Book Beyond the Human Animal Divide

Download or read book Beyond the Human Animal Divide written by Dominik Ohrem and published by Springer. This book was released on 2017-11-21 with total page 327 pages. Available in PDF, EPUB and Kindle. Book excerpt: This volume explores the potential of the concept of the creaturely for thinking and writing beyond the idea of a clear-cut human-animal divide, presenting innovative perspectives and narratives for an age which increasingly confronts us with the profound ecological, ethical and political challenges of a multispecies world. The text explores written work such as Samuel Beckett’s Worstward Ho and Michel Foucault's The Order of Things, video media such as the film "Creature Comforts" and the video game Into the Dead, and photography. With chapters written by an international group of philosophers, literary and cultural studies scholars, historians and others, the volume brings together established experts and forward-thinking early career scholars to provide an interdisciplinary engagement with ways of thinking and writing the creaturely to establish a postanthropocentric sense of human-animal relationality.
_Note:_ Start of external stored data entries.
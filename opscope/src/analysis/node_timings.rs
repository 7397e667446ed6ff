//! Per-node timing aggregation.
//!
//! Correlates recorded events with plan nodes: the event tag encodes the
//! originating node index. Summed durations are turned into an elapsed-time
//! estimate per node by an [`ElapsedPolicy`], and each node's share of the
//! total drives the annotated graph rendering.
//!
//! The default policy divides a node's summed duration by the number of
//! threads that contributed events in the window. Under uneven parallelism
//! (one node touched by a single thread, another by many) this is an
//! approximation of wall-clock cost, not a measurement; it is kept behind the
//! trait so callers can substitute their own estimate.

// Share and average computations intentionally convert usize to f64
#![allow(clippy::cast_precision_loss)]

use std::collections::HashSet;

use log::warn;
use opscope_common::ProfileRecord;

use crate::domain::OperatorIndex;
use crate::profiling::{EventInfo, EventProfiler};

/// Turns per-node duration sums into an elapsed-time estimate.
pub trait ElapsedPolicy {
    fn per_node_elapsed(&self, summed_secs: &[f64], contributing_threads: usize) -> Vec<f64>;
}

/// Default policy: summed duration averaged over contributing threads.
#[derive(Debug, Default, Clone, Copy)]
pub struct ThreadAveraged;

impl ElapsedPolicy for ThreadAveraged {
    fn per_node_elapsed(&self, summed_secs: &[f64], contributing_threads: usize) -> Vec<f64> {
        if contributing_threads == 0 {
            return vec![0.0; summed_secs.len()];
        }
        let threads = contributing_threads as f64;
        summed_secs.iter().map(|sum| sum / threads).collect()
    }
}

/// Aggregated timings for every node of one plan, over one window.
#[derive(Debug, Clone)]
pub struct NodeTimings {
    elapsed_secs: Vec<f64>,
    share: Vec<f64>,
    total_secs: f64,
    contributing_threads: usize,
}

impl NodeTimings {
    /// Aggregate a live profiler's window with the default policy.
    ///
    /// Must run only after the measured window has ended.
    #[must_use]
    pub fn from_profiler(profiler: &EventProfiler, node_count: usize) -> Self {
        Self::from_profiler_with_policy(profiler, node_count, &ThreadAveraged)
    }

    /// Aggregate a live profiler's window with a caller-supplied policy.
    #[must_use]
    pub fn from_profiler_with_policy(
        profiler: &EventProfiler,
        node_count: usize,
        policy: &dyn ElapsedPolicy,
    ) -> Self {
        let mut summed = vec![0.0; node_count];
        let mut contributing = 0usize;
        profiler.visit_containers(|_, container| {
            if !container.is_empty() {
                contributing += 1;
            }
            for (tag, line) in container.lines() {
                let Some(node) = parse_node_tag(tag, node_count) else { continue };
                summed[node.0] += line.iter().filter_map(EventInfo::duration_secs).sum::<f64>();
            }
        });
        Self::from_sums(summed, contributing, policy)
    }

    /// Aggregate parsed export records (the offline path) with the default
    /// policy.
    #[must_use]
    pub fn from_records(records: &[ProfileRecord], node_count: usize) -> Self {
        Self::from_records_with_policy(records, node_count, &ThreadAveraged)
    }

    /// Aggregate parsed export records with a caller-supplied policy.
    #[must_use]
    pub fn from_records_with_policy(
        records: &[ProfileRecord],
        node_count: usize,
        policy: &dyn ElapsedPolicy,
    ) -> Self {
        let mut summed = vec![0.0; node_count];
        let mut threads = HashSet::new();
        for record in records {
            threads.insert(record.thread_index);
            let Some(node) = parse_node_tag(&record.tag, node_count) else { continue };
            summed[node.0] += record.duration_secs();
        }
        Self::from_sums(summed, threads.len(), policy)
    }

    fn from_sums(summed: Vec<f64>, contributing_threads: usize, policy: &dyn ElapsedPolicy) -> Self {
        let elapsed_secs = policy.per_node_elapsed(&summed, contributing_threads);
        let total_secs: f64 = elapsed_secs.iter().sum();
        // A window with no elapsed time yields all-zero shares, never NaN.
        let share = elapsed_secs
            .iter()
            .map(|&secs| if total_secs > 0.0 { secs / total_secs } else { 0.0 })
            .collect();
        Self { elapsed_secs, share, total_secs, contributing_threads }
    }

    /// Estimated elapsed seconds per node, indexed by node index.
    #[must_use]
    pub fn elapsed_secs(&self) -> &[f64] {
        &self.elapsed_secs
    }

    /// Each node's fraction of the total elapsed time (0.0 - 1.0).
    #[must_use]
    pub fn share(&self) -> &[f64] {
        &self.share
    }

    /// Sum of per-node elapsed estimates.
    #[must_use]
    pub fn total_secs(&self) -> f64 {
        self.total_secs
    }

    /// Number of distinct threads that contributed events.
    #[must_use]
    pub fn contributing_threads(&self) -> usize {
        self.contributing_threads
    }

    #[must_use]
    pub fn node_count(&self) -> usize {
        self.elapsed_secs.len()
    }
}

/// A tag names a node only if it parses as an in-range index; anything else
/// belongs to a non-operator timeline and is skipped.
fn parse_node_tag(tag: &str, node_count: usize) -> Option<OperatorIndex> {
    match OperatorIndex::from_tag(tag) {
        Some(node) if node.0 < node_count => Some(node),
        Some(node) => {
            warn!("event tag {node} is outside the plan ({node_count} nodes), skipping");
            None
        }
        None => None,
    }
}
Book Robert Kilwardby on the Human Soul

Download or read book Robert Kilwardby on the Human Soul written by José Filipe Silva and published by BRILL. This book was released on 2012-06-07 with total page 326 pages. Available in PDF, EPUB and Kindle. Book excerpt: Robert Kilwardby on the Human Soul examines Kilwardby’s role in conciliating Aristotelian and Augustinian views on the soul, soul-body relation, and cognition. The detailed investigation into Kilwardby’s pluralism of forms sheds new light into the Oxford Prohibitions of 1277.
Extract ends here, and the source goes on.